Depuis l’arrière-garde

JEAN-CLAUDE COUTAUSSE/LE MONDE | Le président français Emmanuel Macron accueillant son homologue russe Vladimir Poutine au château de Versailles, le 29 mai 2017
JEAN-CLAUDE COUTAUSSE/LE MONDE | Le président français Emmanuel Macron accueillant son homologue russe Vladimir Poutine au château de Versailles, le 29 mai 2017

Depuis les chancelleries, l’objectif d’un politicien devrait être d’utiliser la diplomatie pour éviter la guerre. C’est ce que le président français Emmanuel Macron a tenté de faire durant son premier quinquennat en recevant à deux reprises son homologue russe Poutine, avec le résultat final que l’on connaît. Le maître du Kremlin avait pris sa décision il y a longtemps. Depuis quatre décennies, le Français Jean-Claude Coutausse suit les coulisses du pouvoir et la réaction de ses partisans, dont il se fait l’écho dans Bains de foule. Il s’agit de photographies d’hommes politiques prises pour Le Monde, comme il l’avait fait auparavant pour Libération. Et une mise en garde contre la standardisation de cet exercice : “Travailler pour une rédaction permet également d’échapper à la pression des communicants, ceux qui font du photojournalisme politique un photojournalisme captif…  Je photographie aussi la politique pour ne pas laisser la communication l’emporter sur le réel”.

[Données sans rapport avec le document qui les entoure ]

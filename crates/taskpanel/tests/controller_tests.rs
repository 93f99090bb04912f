/*
[INPUT]:  Mock task API responses, user actions
[OUTPUT]: Test results for controller state transitions and notifications
[POS]:    Integration tests - controller against the HTTP client
[UPDATE]: When controller actions or reconciliation rules change
*/

mod common;

use async_trait::async_trait;
use common::{execution_json, setup, task_json, task_with_executions};
use serde_json::json;
use taskpanel::notify::Level;
use taskpanel::output::{ExecutionStatus, OutputView};
use taskpanel::{ActiveView, Confirm, ConfirmRequest, Decision, ViewState};
use taskpanel_client::{NewTask, Task};
use wiremock::matchers::{body_json, method, path, query_param};
use wiremock::{Mock, ResponseTemplate};

/// Answers with a fixed decision and remembers how often it was asked.
struct CountingConfirm {
    answer: Decision,
    asked: usize,
}

impl CountingConfirm {
    fn new(answer: Decision) -> Self {
        Self { answer, asked: 0 }
    }
}

#[async_trait]
impl Confirm for CountingConfirm {
    async fn confirm(&mut self, request: &ConfirmRequest) -> Decision {
        assert!(request.title.starts_with("Are you sure"));
        self.asked += 1;
        self.answer
    }
}

fn persisted(id: &str, name: &str) -> Task {
    serde_json::from_value(task_json(id, name)).expect("task fixture")
}

#[tokio::test]
async fn test_load_replaces_tasks() {
    let (server, controller, notifications) = setup().await;
    Mock::given(method("GET"))
        .and(path("/tasks"))
        .respond_with(ResponseTemplate::new(200).set_body_json(json!([
            task_json("t1", "Backup"),
            task_json("t2", "Cleanup")
        ])))
        .expect(1)
        .mount(&server)
        .await;

    let state = controller.load(ViewState::default()).await;
    assert!(!state.loading);
    assert_eq!(state.tasks.len(), 2);
    assert_eq!(state.tasks[1].name, "Cleanup");
    assert!(notifications.snapshot().is_empty());
}

#[tokio::test]
async fn test_load_failure_keeps_previous_tasks() {
    let (server, controller, notifications) = setup().await;
    Mock::given(method("GET"))
        .and(path("/tasks"))
        .respond_with(ResponseTemplate::new(500))
        .mount(&server)
        .await;

    let before = ViewState {
        tasks: vec![persisted("t1", "Backup")],
        ..ViewState::default()
    };
    let state = controller.load(before).await;
    assert_eq!(state.tasks.len(), 1);
    assert!(!state.loading);

    let latest = notifications.latest().expect("notification");
    assert_eq!(latest.level, Level::Error);
    assert_eq!(latest.description, "Failed to load tasks from the API.");
}

#[tokio::test]
async fn test_blank_search_is_a_reload() {
    let (server, controller, _notifications) = setup().await;
    Mock::given(method("GET"))
        .and(path("/tasks"))
        .respond_with(ResponseTemplate::new(200).set_body_json(json!([task_json("t1", "Backup")])))
        .expect(1)
        .mount(&server)
        .await;
    Mock::given(method("GET"))
        .and(path("/tasks/search"))
        .respond_with(ResponseTemplate::new(200).set_body_json(json!([])))
        .expect(0)
        .mount(&server)
        .await;

    let state = controller.search(ViewState::default(), "   ").await;
    assert_eq!(state.tasks.len(), 1);
}

#[tokio::test]
async fn test_search_not_found_is_empty_without_error() {
    let (server, controller, notifications) = setup().await;
    Mock::given(method("GET"))
        .and(path("/tasks/search"))
        .and(query_param("name", "nope"))
        .respond_with(ResponseTemplate::new(404))
        .expect(1)
        .mount(&server)
        .await;

    let before = ViewState {
        tasks: vec![persisted("t1", "Backup")],
        ..ViewState::default()
    };
    let state = controller.search(before, "nope").await;
    assert!(state.tasks.is_empty());
    assert!(!notifications.has_errors());
}

#[tokio::test]
async fn test_search_failure_clears_tasks() {
    let (server, controller, notifications) = setup().await;
    Mock::given(method("GET"))
        .and(path("/tasks/search"))
        .respond_with(ResponseTemplate::new(500))
        .mount(&server)
        .await;

    let before = ViewState {
        tasks: vec![persisted("t1", "Backup")],
        ..ViewState::default()
    };
    let state = controller.search(before, "Backup").await;
    assert!(state.tasks.is_empty());
    assert_eq!(
        notifications.latest().map(|n| n.description),
        Some("Failed to execute search.".to_string())
    );
}

#[tokio::test]
async fn test_create_appends_and_closes_form() {
    let (server, controller, notifications) = setup().await;
    Mock::given(method("POST"))
        .and(path("/tasks"))
        .and(body_json(json!({
            "name": "Backup",
            "command": "echo hi",
            "owner": "Jo",
            "serverName": "srv1"
        })))
        .respond_with(ResponseTemplate::new(201).set_body_json(task_json("t1", "Backup")))
        .expect(1)
        .mount(&server)
        .await;

    let state = ViewState::default().open_create_form();
    let state = controller
        .submit_form(state, NewTask::new("Backup", "echo hi", "Jo", "srv1"))
        .await;

    assert!(!state.form_open);
    assert_eq!(state.tasks.len(), 1);
    assert_eq!(state.tasks[0].id.as_deref(), Some("t1"));
    assert_eq!(state.tasks[0].server_name, "srv1");
    assert_eq!(
        notifications.latest().map(|n| n.to_string()),
        Some("Success: Task \"Backup\" created.".to_string())
    );
}

#[tokio::test]
async fn test_repeated_creates_append_in_order() {
    let (server, controller, _notifications) = setup().await;
    for (id, name) in [("t1", "A"), ("t2", "B"), ("t3", "C")] {
        Mock::given(method("POST"))
            .and(path("/tasks"))
            .and(body_json(json!({
                "name": name,
                "command": "echo hi",
                "owner": "Jo",
                "serverName": "srv1"
            })))
            .respond_with(ResponseTemplate::new(201).set_body_json(task_json(id, name)))
            .expect(1)
            .mount(&server)
            .await;
    }

    let mut state = ViewState::default();
    for name in ["A", "B", "C"] {
        state = controller
            .create(state, NewTask::new(name, "echo hi", "Jo", "srv1"))
            .await;
    }
    let names: Vec<_> = state.tasks.iter().map(|t| t.name.as_str()).collect();
    assert_eq!(names, vec!["A", "B", "C"]);
}

#[tokio::test]
async fn test_create_failure_keeps_form_open() {
    let (server, controller, notifications) = setup().await;
    Mock::given(method("POST"))
        .and(path("/tasks"))
        .respond_with(ResponseTemplate::new(400).set_body_string("name taken"))
        .mount(&server)
        .await;

    let state = ViewState::default().open_create_form();
    let state = controller
        .create(state, NewTask::new("Backup", "echo hi", "Jo", "srv1"))
        .await;

    assert!(state.form_open);
    assert!(state.tasks.is_empty());
    let latest = notifications.latest().expect("notification");
    assert_eq!(latest.level, Level::Error);
    assert!(latest.description.contains("400"));
    assert!(latest.description.contains("name taken"));
}

#[tokio::test]
async fn test_edit_replaces_task_by_id() {
    let (server, controller, _notifications) = setup().await;
    Mock::given(method("PUT"))
        .and(path("/tasks/t2"))
        .respond_with(ResponseTemplate::new(200).set_body_json(task_json("t2", "Renamed")))
        .expect(1)
        .mount(&server)
        .await;

    let target = persisted("t2", "Cleanup");
    let state = ViewState {
        tasks: vec![persisted("t1", "Backup"), target.clone()],
        ..ViewState::default()
    }
    .open_edit_form(&target);

    let state = controller
        .submit_form(state, NewTask::new("Renamed", "echo hi", "Jo", "srv1"))
        .await;

    assert!(!state.form_open);
    assert!(state.editing_task.is_none());
    assert_eq!(state.tasks[0].name, "Backup");
    assert_eq!(state.tasks[1].name, "Renamed");
}

#[tokio::test]
async fn test_edit_failure_keeps_state() {
    let (server, controller, notifications) = setup().await;
    Mock::given(method("PUT"))
        .and(path("/tasks/t1"))
        .respond_with(ResponseTemplate::new(404).set_body_string("no such task"))
        .expect(1)
        .mount(&server)
        .await;

    let target = persisted("t1", "Backup");
    let before = ViewState {
        tasks: vec![target.clone()],
        ..ViewState::default()
    }
    .open_edit_form(&target);

    let state = controller
        .submit_form(before.clone(), NewTask::new("Renamed", "echo hi", "Jo", "srv1"))
        .await;

    assert_eq!(state, before);
    assert!(state.form_open);
    let latest = notifications.latest().expect("notification");
    assert_eq!(latest.level, Level::Error);
    assert!(latest.description.contains("404"));
    assert!(latest.description.contains("no such task"));
}

#[tokio::test]
async fn test_cancelled_delete_sends_nothing() {
    let (server, controller, _notifications) = setup().await;
    Mock::given(method("DELETE"))
        .respond_with(ResponseTemplate::new(204))
        .expect(0)
        .mount(&server)
        .await;

    let target = persisted("t1", "Backup");
    let before = ViewState {
        tasks: vec![target.clone()],
        ..ViewState::default()
    };
    let mut confirm = CountingConfirm::new(Decision::Cancelled);
    let state = controller.delete(before.clone(), &target, &mut confirm).await;

    assert_eq!(confirm.asked, 1);
    assert_eq!(state, before);
}

#[tokio::test]
async fn test_confirmed_delete_removes_task() {
    let (server, controller, notifications) = setup().await;
    Mock::given(method("DELETE"))
        .and(path("/tasks/t1"))
        .respond_with(ResponseTemplate::new(204))
        .expect(1)
        .mount(&server)
        .await;

    let target = persisted("t1", "Backup");
    let state = ViewState {
        tasks: vec![target.clone(), persisted("t2", "Cleanup")],
        ..ViewState::default()
    };
    let state = controller
        .delete(state, &target, &mut Decision::Confirmed)
        .await;

    assert_eq!(state.tasks.len(), 1);
    assert_eq!(state.tasks[0].name, "Cleanup");
    assert_eq!(
        notifications.latest().map(|n| n.level),
        Some(Level::Success)
    );
}

#[tokio::test]
async fn test_delete_failure_keeps_tasks() {
    let (server, controller, notifications) = setup().await;
    Mock::given(method("DELETE"))
        .and(path("/tasks/t1"))
        .respond_with(ResponseTemplate::new(500).set_body_string("disk full"))
        .expect(1)
        .mount(&server)
        .await;

    let target = persisted("t1", "Backup");
    let before = ViewState {
        tasks: vec![target.clone(), persisted("t2", "Cleanup")],
        ..ViewState::default()
    };
    let state = controller
        .delete(before.clone(), &target, &mut Decision::Confirmed)
        .await;

    assert_eq!(state.tasks, before.tasks);
    let latest = notifications.latest().expect("notification");
    assert_eq!(latest.level, Level::Error);
    assert!(latest.description.contains("disk full"));
}

#[tokio::test]
async fn test_delete_without_id_neither_asks_nor_sends() {
    let (server, controller, _notifications) = setup().await;
    Mock::given(method("DELETE"))
        .respond_with(ResponseTemplate::new(204))
        .expect(0)
        .mount(&server)
        .await;

    let draft = Task {
        name: "draft".to_string(),
        ..Task::default()
    };
    let mut confirm = CountingConfirm::new(Decision::Confirmed);
    let state = controller
        .delete(ViewState::default(), &draft, &mut confirm)
        .await;

    assert_eq!(confirm.asked, 0);
    assert!(state.tasks.is_empty());
}

#[tokio::test]
async fn test_run_shows_latest_execution() {
    let (server, controller, notifications) = setup().await;
    Mock::given(method("PUT"))
        .and(path("/tasks/t1/run"))
        .respond_with(
            ResponseTemplate::new(200)
                .set_body_json(execution_json("9f8e7d6c-5b4a-3210", "hi\n")),
        )
        .expect(1)
        .mount(&server)
        .await;
    Mock::given(method("GET"))
        .and(path("/tasks"))
        .respond_with(ResponseTemplate::new(200).set_body_json(json!([task_with_executions(
            "t1",
            "Backup",
            json!([
                execution_json("old", "error: disk full"),
                execution_json("9f8e7d6c-5b4a-3210", "hi\n")
            ])
        )])))
        .expect(1)
        .mount(&server)
        .await;

    let target = persisted("t1", "Backup");
    let state = ViewState {
        tasks: vec![target.clone()],
        ..ViewState::default()
    };
    let state = controller.run(state, &target).await;

    assert!(!state.loading);
    assert_eq!(state.active_view, ActiveView::Output);
    let selected = state.selected_task_for_output.as_ref().expect("selected");
    assert_eq!(selected.task_executions.len(), 2);

    match OutputView::from_task(selected) {
        OutputView::Latest(latest) => {
            assert_eq!(latest.status, ExecutionStatus::Succeeded);
            assert_eq!(latest.output, "hi\n");
        }
        OutputView::NoHistory => panic!("expected an execution"),
    }

    let titles: Vec<_> = notifications
        .snapshot()
        .into_iter()
        .map(|n| n.title)
        .collect();
    assert_eq!(titles, vec!["Executing Command", "Command Complete"]);
    assert_eq!(
        notifications.latest().map(|n| n.description),
        Some("Execution ID: 9f8e7d6c".to_string())
    );
}

#[tokio::test]
async fn test_run_failure_stays_on_output() {
    let (server, controller, notifications) = setup().await;
    Mock::given(method("PUT"))
        .and(path("/tasks/t1/run"))
        .respond_with(ResponseTemplate::new(500).set_body_string("boom"))
        .mount(&server)
        .await;

    let target = persisted("t1", "Backup");
    let state = controller.run(ViewState::default(), &target).await;

    assert!(!state.loading);
    assert_eq!(state.active_view, ActiveView::Output);
    assert_eq!(state.selected_task_for_output, Some(target));
    let latest = notifications.latest().expect("notification");
    assert_eq!(latest.title, "Execution Failed");
    assert_eq!(latest.level, Level::Error);
}

#[tokio::test]
async fn test_run_keeps_snapshot_when_task_vanished() {
    let (server, controller, _notifications) = setup().await;
    Mock::given(method("PUT"))
        .and(path("/tasks/t1/run"))
        .respond_with(ResponseTemplate::new(200).set_body_json(execution_json("e1", "ok")))
        .mount(&server)
        .await;
    Mock::given(method("GET"))
        .and(path("/tasks"))
        .respond_with(ResponseTemplate::new(200).set_body_json(json!([])))
        .mount(&server)
        .await;

    let target = persisted("t1", "Backup");
    let state = controller.run(ViewState::default(), &target).await;

    assert!(state.tasks.is_empty());
    assert_eq!(state.selected_task_for_output, Some(target));
}

#[tokio::test]
async fn test_run_without_id_sends_nothing() {
    let (server, controller, notifications) = setup().await;
    Mock::given(method("PUT"))
        .respond_with(ResponseTemplate::new(200))
        .expect(0)
        .mount(&server)
        .await;

    let draft = Task {
        name: "draft".to_string(),
        ..Task::default()
    };
    let state = controller.run(ViewState::default(), &draft).await;

    assert!(!state.loading);
    assert_eq!(
        notifications.latest().map(|n| n.title),
        Some("Execution Failed".to_string())
    );
}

Et parfois, ces politiciens se lavent les mains, comme l’ont fait les États-Unis en Afghanistan après deux décennies au cours desquelles ils n’ont pas réussi à bannir les talibans. Et les Talibans ont repris le pouvoir en août de l’année dernière. L’Australien Andrew Quilty y est arrivé pour la première fois en 2013 et a depuis vu le pays revenir en arrière jusqu’à cette reprise calamiteuse de Kaboul. C’est ce destin malheureux, avec les erreurs commises par les Américains eux-mêmes, que l’on retrouve dans La Fin d’une guerre interminable pour l’agence Vu’, qui se termine par des scènes de panique à l’aéroport de Kaboul alors que l’on tente de fuir et qui fera l’objet d’un livre dans le courant de l’année.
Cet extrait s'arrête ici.